*** Task input ***

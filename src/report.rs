use serde::de::{self, Deserializer};
use serde::ser::{SerializeMap, Serializer};
use serde::{Deserialize, Serialize};
use serde_json::{Map, Value};
use std::collections::HashSet;
use std::sync::Arc;

use crate::error::{ReportingError, Result};

/// Column descriptor from `columnHeaders`.
#[derive(Debug, Clone, PartialEq, Eq, Deserialize)]
#[serde(rename_all = "camelCase")]
pub struct ColumnHeader {
    pub name: String,
    /// `DIMENSION` or `METRIC`.
    #[serde(default)]
    pub column_type: Option<String>,
    #[serde(default)]
    pub data_type: Option<String>,
}

#[derive(Debug, Deserialize)]
#[serde(rename_all = "camelCase")]
struct ReportBody {
    column_headers: Vec<ColumnHeader>,
    // Omitted by the server when the page is empty.
    #[serde(default)]
    rows: Vec<Vec<Value>>,
    #[serde(deserialize_with = "total_results")]
    total_results: u64,
}

#[derive(Deserialize)]
#[serde(untagged)]
enum TotalResults {
    Number(u64),
    Text(String),
}

fn total_results<'de, D: Deserializer<'de>>(deserializer: D) -> Result<u64, D::Error> {
    match TotalResults::deserialize(deserializer)? {
        TotalResults::Number(n) => Ok(n),
        TotalResults::Text(s) => s
            .trim()
            .parse()
            .map_err(|_| de::Error::custom(format!("totalResults is not a number: {:?}", s))),
    }
}

/// One page of report results.
#[derive(Debug, Clone)]
pub struct Report {
    column_headers: Vec<ColumnHeader>,
    header: Arc<[String]>,
    rows: Vec<Vec<Value>>,
    total_results: u64,
    raw: Value,
}

impl Report {
    /// Builds a report from a decoded response.
    ///
    /// Fails if `columnHeaders` or `totalResults` is missing, a column name is
    /// repeated, or a row does not have one value per column.
    pub fn from_value(raw: Value) -> Result<Self> {
        let body: ReportBody = serde_json::from_value(raw.clone())?;

        {
            let mut seen = HashSet::new();
            for column in &body.column_headers {
                if !seen.insert(column.name.as_str()) {
                    return Err(ReportingError::Malformed(format!(
                        "duplicate column name [{}]",
                        column.name
                    )));
                }
            }
        }

        let width = body.column_headers.len();
        if let Some((idx, row)) = body.rows.iter().enumerate().find(|(_, r)| r.len() != width) {
            return Err(ReportingError::Malformed(format!(
                "row {} has {} value(s), expected {}",
                idx,
                row.len(),
                width
            )));
        }

        let header: Arc<[String]> = body.column_headers.iter().map(|c| c.name.clone()).collect();

        Ok(Self {
            column_headers: body.column_headers,
            header,
            rows: body.rows,
            total_results: body.total_results,
            raw,
        })
    }

    pub fn from_slice(body: &[u8]) -> Result<Self> {
        Self::from_value(serde_json::from_slice(body)?)
    }

    /// Column names, in response order.
    pub fn header(&self) -> &[String] {
        &self.header
    }

    pub fn column_headers(&self) -> &[ColumnHeader] {
        &self.column_headers
    }

    /// Rows of this page as records. Each call starts from the first row.
    pub fn rows(&self) -> impl Iterator<Item = Row> + '_ {
        self.rows.iter().map(|values| Row {
            columns: Arc::clone(&self.header),
            values: values.clone(),
        })
    }

    pub fn rows_as_vec(&self) -> Vec<Row> {
        self.rows().collect()
    }

    pub fn into_rows(self) -> impl Iterator<Item = Row> {
        let header = self.header;
        self.rows.into_iter().map(move |values| Row {
            columns: Arc::clone(&header),
            values,
        })
    }

    /// Total rows matching the query, as reported by the server.
    pub fn all_rows_count(&self) -> u64 {
        self.total_results
    }

    /// Rows present in this page.
    pub fn rows_count(&self) -> usize {
        self.rows.len()
    }

    pub fn is_empty(&self) -> bool {
        self.rows.is_empty()
    }

    pub fn contains_sampled_data(&self) -> Option<bool> {
        self.raw.get("containsSampledData").and_then(Value::as_bool)
    }

    /// The decoded response as received.
    pub fn raw(&self) -> &Value {
        &self.raw
    }
}

/// One report row: column name to value, in column order.
#[derive(Debug, Clone, PartialEq)]
pub struct Row {
    columns: Arc<[String]>,
    values: Vec<Value>,
}

impl Row {
    pub fn get(&self, column: &str) -> Option<&Value> {
        self.columns
            .iter()
            .position(|c| c == column)
            .map(|idx| &self.values[idx])
    }

    pub fn columns(&self) -> &[String] {
        &self.columns
    }

    pub fn values(&self) -> &[Value] {
        &self.values
    }

    pub fn iter(&self) -> impl Iterator<Item = (&str, &Value)> {
        self.columns
            .iter()
            .map(String::as_str)
            .zip(self.values.iter())
    }

    pub fn len(&self) -> usize {
        self.values.len()
    }

    pub fn is_empty(&self) -> bool {
        self.values.is_empty()
    }

    pub fn to_map(&self) -> Map<String, Value> {
        self.iter()
            .map(|(k, v)| (k.to_string(), v.clone()))
            .collect()
    }
}

impl Serialize for Row {
    fn serialize<S: Serializer>(&self, serializer: S) -> Result<S::Ok, S::Error> {
        let mut map = serializer.serialize_map(Some(self.values.len()))?;
        for (k, v) in self.iter() {
            map.serialize_entry(k, v)?;
        }
        map.end()
    }
}
//! Scripted in-memory transport for driving the client without a network.

#![allow(dead_code)]

use metrika_reporting_ga::{HttpRequest, HttpResponse, HttpTransport, TransportError};
use reqwest::StatusCode;
use reqwest::header::{CONTENT_TYPE, HeaderMap, HeaderValue};
use serde_json::{Value, json};
use std::sync::{Arc, Mutex};

type Responder = dyn Fn(&HttpRequest) -> Result<HttpResponse, TransportError> + Send + Sync;

/// Transport that answers every request with a closure and records the
/// requests it has seen. Clones share the recorded requests.
#[derive(Clone)]
pub struct MockTransport {
    responder: Arc<Responder>,
    requests: Arc<Mutex<Vec<HttpRequest>>>,
}

impl MockTransport {
    pub fn new<F>(responder: F) -> Self
    where
        F: Fn(&HttpRequest) -> Result<HttpResponse, TransportError> + Send + Sync + 'static,
    {
        Self {
            responder: Arc::new(responder),
            requests: Arc::new(Mutex::new(Vec::new())),
        }
    }

    /// Always responds with `status` and `body`.
    pub fn fixed(status: u16, body: impl Into<String>) -> Self {
        let body = body.into();
        Self::new(move |_| Ok(json_response(status, &body)))
    }

    pub fn requests(&self) -> Vec<HttpRequest> {
        self.requests.lock().unwrap().clone()
    }

    pub fn request_count(&self) -> usize {
        self.requests.lock().unwrap().len()
    }
}

impl HttpTransport for MockTransport {
    fn get(&self, request: &HttpRequest) -> Result<HttpResponse, TransportError> {
        self.requests.lock().unwrap().push(request.clone());
        (self.responder)(request)
    }
}

pub fn json_response(status: u16, body: &str) -> HttpResponse {
    let mut headers = HeaderMap::new();
    headers.insert(CONTENT_TYPE, HeaderValue::from_static("application/json"));
    HttpResponse::new(StatusCode::from_u16(status).unwrap(), headers, body)
}

/// Report page body with `ga:pagePath` / `ga:visits` columns.
pub fn page_body(rows: &[(String, u64)], total: u64) -> String {
    let rows: Vec<Value> = rows
        .iter()
        .map(|(path, visits)| json!([path, visits.to_string()]))
        .collect();
    json!({
        "columnHeaders": [
            {"name": "ga:pagePath", "columnType": "DIMENSION", "dataType": "STRING"},
            {"name": "ga:visits", "columnType": "METRIC", "dataType": "INTEGER"}
        ],
        "rows": rows,
        "totalResults": total
    })
    .to_string()
}

/// Server holding `total` rows, honouring `start-index` and `max-results`.
pub fn paged_server(total: u64) -> MockTransport {
    MockTransport::new(move |req| {
        let start: u64 = req.query_value("start-index").unwrap().parse().unwrap();
        let count: u64 = req.query_value("max-results").unwrap().parse().unwrap();
        let end = (start + count).min(total + 1);
        let rows: Vec<(String, u64)> = (start..end).map(|i| (format!("/page/{}", i), i)).collect();
        Ok(json_response(200, &page_body(&rows, total)))
    })
}
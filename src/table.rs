//! A small column-oriented table for the delimited text files handled by this crate.
//!
//! FreeSurfer's tabular stats output, the tables we write from them, and the demographics sheet
//! all share the same shape: a header row followed by records, one column per measure. Each
//! column is either numeric (stored as an [`Array1<f64>`]) or text. The type is inferred when
//! reading: a column is numeric if every non-empty cell parses as a number. Empty numeric cells
//! become `NaN`.

use csv::{ReaderBuilder, Trim, WriterBuilder};
use ndarray::Array1;

use std::collections::{HashMap, HashSet};
use std::fmt;
use std::fs::File;
use std::io::{BufWriter, Read, Write};
use std::path::Path;

use crate::error::{FsTablesError, Result};
use crate::util::{format_number, read_text_file, sniff_delimiter};


/// A single table column.
#[derive(Debug, Clone, PartialEq)]
pub enum Column {
    Text(Vec<String>),
    Numeric(Array1<f64>),
}

impl Column {

    /// Build a column from raw cells, inferring whether it is numeric.
    pub fn from_cells(cells: Vec<String>) -> Column {
        let mut values: Vec<f64> = Vec::with_capacity(cells.len());
        for cell in cells.iter() {
            if cell.is_empty() {
                values.push(f64::NAN);
            } else {
                match cell.parse::<f64>() {
                    Ok(v) => values.push(v),
                    Err(_) => return Column::Text(cells),
                }
            }
        }
        Column::Numeric(Array1::from(values))
    }

    pub fn len(&self) -> usize {
        match self {
            Column::Text(v) => v.len(),
            Column::Numeric(v) => v.len(),
        }
    }

    pub fn is_empty(&self) -> bool {
        self.len() == 0
    }

    pub fn is_numeric(&self) -> bool {
        matches!(self, Column::Numeric(_))
    }

    /// The text representation of the cell at the given row, as written to output files.
    ///
    /// # Panics
    ///
    /// If `row` is out of range.
    pub fn cell(&self, row: usize) -> String {
        match self {
            Column::Text(v) => v[row].clone(),
            Column::Numeric(v) => format_number(v[row]),
        }
    }

    /// Convert to a text column. Numeric cells are formatted like in output files.
    pub fn into_text(self) -> Vec<String> {
        match self {
            Column::Text(v) => v,
            Column::Numeric(v) => v.iter().map(|x| format_number(*x)).collect(),
        }
    }

    /// Pick cells by row index; `None` gives a missing value (`NaN` or empty text).
    pub fn take(&self, rows: &[Option<usize>]) -> Column {
        match self {
            Column::Text(v) => Column::Text(
                rows.iter().map(|r| r.map(|i| v[i].clone()).unwrap_or_default()).collect(),
            ),
            Column::Numeric(v) => Column::Numeric(
                rows.iter().map(|r| r.map(|i| v[i]).unwrap_or(f64::NAN)).collect(),
            ),
        }
    }

    /// A column of `len` missing values: `NaN` if numeric, empty strings otherwise.
    fn missing(len: usize, numeric: bool) -> Column {
        if numeric {
            Column::Numeric(Array1::from_elem(len, f64::NAN))
        } else {
            Column::Text(vec![String::new(); len])
        }
    }

    /// Append the cells of `other`. The result is numeric only if both parts are.
    fn append(self, other: Column) -> Column {
        match (self, other) {
            (Column::Numeric(a), Column::Numeric(b)) => {
                let mut values = a.to_vec();
                values.extend(b.iter());
                Column::Numeric(Array1::from(values))
            }
            (a, b) => {
                let mut cells = a.into_text();
                cells.extend(b.into_text());
                Column::Text(cells)
            }
        }
    }
}


/// A table with named, equally long columns.
#[derive(Debug, Clone, PartialEq, Default)]
pub struct Table {
    names: Vec<String>,
    columns: Vec<Column>,
    num_rows: usize,
}
use std::path::Path;

use crate::error::Result;

/// Something that turns per-subject stats files into one summary table, like FreeSurfer's `asegstats2table`.
pub trait StatsAggregator {
    /// Aggregate the stats file `stats_name` of all subjects listed in `subject_list` below
    /// `subjects_dir` into `table_file`.
    fn aggregate(&self, subjects_dir: &Path, subject_list: &Path, stats_name: &str, table_file: &Path) -> Result<()>;
}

*** End of Task input ***

**Requirement**
For each line in the records that contains the word "derive", make a copy.

**Task response**
#[derive(Debug, Clone, PartialEq, Eq, Deserialize)]
#[derive(Debug, Deserialize)]
#[derive(Deserialize)]
#[derive(Debug, Clone)]
#[derive(Debug, Clone, PartialEq)]
#[derive(Clone)]
#[derive(Debug, Clone, PartialEq)]
#[derive(Debug, Clone, PartialEq, Default)]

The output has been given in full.